- **Problem details**
Give back the lines of the records exactly, starting at the first and ending at the one with "pub struct StatusParseError(pub String);".

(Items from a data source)
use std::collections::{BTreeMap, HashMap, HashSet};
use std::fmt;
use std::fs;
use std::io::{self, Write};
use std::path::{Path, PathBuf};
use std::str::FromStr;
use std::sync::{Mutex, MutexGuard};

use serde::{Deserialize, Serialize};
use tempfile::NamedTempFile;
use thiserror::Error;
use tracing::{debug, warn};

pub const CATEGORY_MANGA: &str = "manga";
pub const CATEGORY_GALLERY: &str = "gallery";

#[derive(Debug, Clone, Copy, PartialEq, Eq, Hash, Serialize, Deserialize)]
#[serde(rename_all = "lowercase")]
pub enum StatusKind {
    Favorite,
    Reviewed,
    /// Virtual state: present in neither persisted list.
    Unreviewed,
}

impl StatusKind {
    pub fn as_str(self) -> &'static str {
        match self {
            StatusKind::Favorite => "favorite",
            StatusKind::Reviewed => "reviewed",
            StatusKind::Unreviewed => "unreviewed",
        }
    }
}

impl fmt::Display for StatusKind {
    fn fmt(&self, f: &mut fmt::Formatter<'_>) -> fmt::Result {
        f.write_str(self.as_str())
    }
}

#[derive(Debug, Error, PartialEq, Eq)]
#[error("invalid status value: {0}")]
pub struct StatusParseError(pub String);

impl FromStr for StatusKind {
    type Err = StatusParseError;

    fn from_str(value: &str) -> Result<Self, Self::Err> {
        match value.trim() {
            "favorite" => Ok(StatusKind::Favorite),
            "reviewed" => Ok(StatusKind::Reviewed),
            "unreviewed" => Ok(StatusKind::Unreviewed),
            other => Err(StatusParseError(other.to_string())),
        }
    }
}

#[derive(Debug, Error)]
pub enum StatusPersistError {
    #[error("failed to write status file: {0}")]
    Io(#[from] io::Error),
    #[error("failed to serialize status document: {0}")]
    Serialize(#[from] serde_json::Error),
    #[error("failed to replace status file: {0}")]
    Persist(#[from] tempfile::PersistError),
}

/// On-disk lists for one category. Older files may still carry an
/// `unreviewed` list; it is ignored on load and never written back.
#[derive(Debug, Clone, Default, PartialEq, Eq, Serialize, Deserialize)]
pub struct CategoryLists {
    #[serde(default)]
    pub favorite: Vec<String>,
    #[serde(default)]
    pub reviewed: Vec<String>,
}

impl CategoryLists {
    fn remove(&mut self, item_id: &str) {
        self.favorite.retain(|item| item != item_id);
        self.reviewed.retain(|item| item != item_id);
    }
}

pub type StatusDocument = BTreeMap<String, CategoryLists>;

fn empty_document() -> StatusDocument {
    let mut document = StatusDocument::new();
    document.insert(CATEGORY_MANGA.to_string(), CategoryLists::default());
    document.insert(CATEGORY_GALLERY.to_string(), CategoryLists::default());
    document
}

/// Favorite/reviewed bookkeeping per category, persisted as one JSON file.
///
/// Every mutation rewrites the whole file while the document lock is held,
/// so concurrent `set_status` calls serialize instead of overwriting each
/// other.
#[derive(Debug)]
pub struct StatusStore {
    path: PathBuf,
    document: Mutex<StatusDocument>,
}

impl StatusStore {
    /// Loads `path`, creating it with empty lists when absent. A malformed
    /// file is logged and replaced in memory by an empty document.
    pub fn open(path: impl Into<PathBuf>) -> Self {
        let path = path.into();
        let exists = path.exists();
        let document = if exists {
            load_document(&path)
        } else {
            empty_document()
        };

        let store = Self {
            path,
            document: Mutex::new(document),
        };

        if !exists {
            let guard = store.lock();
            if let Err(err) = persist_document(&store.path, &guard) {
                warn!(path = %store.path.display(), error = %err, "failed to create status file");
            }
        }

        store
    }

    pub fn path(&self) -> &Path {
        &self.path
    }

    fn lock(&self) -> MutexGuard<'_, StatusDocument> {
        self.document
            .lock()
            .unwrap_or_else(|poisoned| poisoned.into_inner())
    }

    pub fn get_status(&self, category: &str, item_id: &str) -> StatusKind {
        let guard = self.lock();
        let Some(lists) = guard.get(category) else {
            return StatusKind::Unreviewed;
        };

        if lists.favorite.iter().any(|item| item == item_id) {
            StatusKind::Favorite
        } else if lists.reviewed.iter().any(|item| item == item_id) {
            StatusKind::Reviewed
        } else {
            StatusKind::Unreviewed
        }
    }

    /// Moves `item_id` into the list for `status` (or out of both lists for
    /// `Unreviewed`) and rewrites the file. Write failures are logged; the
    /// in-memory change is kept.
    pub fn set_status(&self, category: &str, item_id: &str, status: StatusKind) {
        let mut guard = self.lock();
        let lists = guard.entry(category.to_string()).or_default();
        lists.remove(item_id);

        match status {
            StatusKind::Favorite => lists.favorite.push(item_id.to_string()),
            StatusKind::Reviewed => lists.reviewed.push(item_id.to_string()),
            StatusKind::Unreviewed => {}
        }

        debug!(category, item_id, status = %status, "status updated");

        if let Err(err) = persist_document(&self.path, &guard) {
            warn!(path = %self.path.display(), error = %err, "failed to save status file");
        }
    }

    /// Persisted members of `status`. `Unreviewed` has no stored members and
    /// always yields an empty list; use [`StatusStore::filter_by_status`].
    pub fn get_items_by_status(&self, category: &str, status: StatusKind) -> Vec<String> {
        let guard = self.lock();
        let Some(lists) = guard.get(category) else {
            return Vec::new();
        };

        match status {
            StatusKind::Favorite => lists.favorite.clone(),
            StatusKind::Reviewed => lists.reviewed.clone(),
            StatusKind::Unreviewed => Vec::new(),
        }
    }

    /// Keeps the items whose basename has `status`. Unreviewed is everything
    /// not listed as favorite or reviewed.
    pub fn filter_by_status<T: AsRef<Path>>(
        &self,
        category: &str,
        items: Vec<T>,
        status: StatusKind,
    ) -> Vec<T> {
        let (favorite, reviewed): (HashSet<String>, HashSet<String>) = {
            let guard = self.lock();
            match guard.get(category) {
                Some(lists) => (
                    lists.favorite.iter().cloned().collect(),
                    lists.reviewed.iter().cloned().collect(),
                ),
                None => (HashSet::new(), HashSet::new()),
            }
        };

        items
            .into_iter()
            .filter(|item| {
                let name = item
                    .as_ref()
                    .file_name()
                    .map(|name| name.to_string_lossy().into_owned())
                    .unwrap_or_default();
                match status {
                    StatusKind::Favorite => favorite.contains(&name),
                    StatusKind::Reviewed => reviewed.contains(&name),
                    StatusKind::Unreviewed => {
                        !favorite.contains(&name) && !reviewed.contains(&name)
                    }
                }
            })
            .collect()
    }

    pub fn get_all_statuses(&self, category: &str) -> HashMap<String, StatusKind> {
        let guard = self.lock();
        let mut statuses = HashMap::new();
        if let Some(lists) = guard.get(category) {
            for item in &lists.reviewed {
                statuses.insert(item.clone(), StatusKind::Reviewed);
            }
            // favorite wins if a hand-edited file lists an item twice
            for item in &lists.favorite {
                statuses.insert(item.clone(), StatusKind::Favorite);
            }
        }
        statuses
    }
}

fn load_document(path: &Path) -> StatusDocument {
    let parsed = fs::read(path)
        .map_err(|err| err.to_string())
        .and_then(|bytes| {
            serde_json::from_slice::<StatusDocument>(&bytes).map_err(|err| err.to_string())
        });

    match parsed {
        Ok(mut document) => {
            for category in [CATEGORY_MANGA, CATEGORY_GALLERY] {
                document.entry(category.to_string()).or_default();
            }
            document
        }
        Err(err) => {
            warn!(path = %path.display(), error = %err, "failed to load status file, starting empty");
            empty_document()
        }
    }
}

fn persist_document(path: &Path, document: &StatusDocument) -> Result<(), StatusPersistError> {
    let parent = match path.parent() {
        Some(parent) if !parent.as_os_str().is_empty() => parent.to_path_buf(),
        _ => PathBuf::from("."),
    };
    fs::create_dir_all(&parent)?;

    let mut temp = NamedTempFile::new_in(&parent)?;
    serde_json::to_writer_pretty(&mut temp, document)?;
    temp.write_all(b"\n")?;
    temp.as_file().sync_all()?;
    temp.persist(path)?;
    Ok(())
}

- **Solution to the exercise**
use std::collections::{BTreeMap, HashMap, HashSet};
use std::fmt;
use std::fs;
use std::io::{self, Write};
use std::path::{Path, PathBuf};
use std::str::FromStr;
use std::sync::{Mutex, MutexGuard};

use serde::{Deserialize, Serialize};
use tempfile::NamedTempFile;
use thiserror::Error;
use tracing::{debug, warn};

pub const CATEGORY_MANGA: &str = "manga";
pub const CATEGORY_GALLERY: &str = "gallery";

#[derive(Debug, Clone, Copy, PartialEq, Eq, Hash, Serialize, Deserialize)]
#[serde(rename_all = "lowercase")]
pub enum StatusKind {
    Favorite,
    Reviewed,
    /// Virtual state: present in neither persisted list.
    Unreviewed,
}

impl StatusKind {
    pub fn as_str(self) -> &'static str {
        match self {
            StatusKind::Favorite => "favorite",
            StatusKind::Reviewed => "reviewed",
            StatusKind::Unreviewed => "unreviewed",
        }
    }
}

impl fmt::Display for StatusKind {
    fn fmt(&self, f: &mut fmt::Formatter<'_>) -> fmt::Result {
        f.write_str(self.as_str())
    }
}

#[derive(Debug, Error, PartialEq, Eq)]
#[error("invalid status value: {0}")]
pub struct StatusParseError(pub String);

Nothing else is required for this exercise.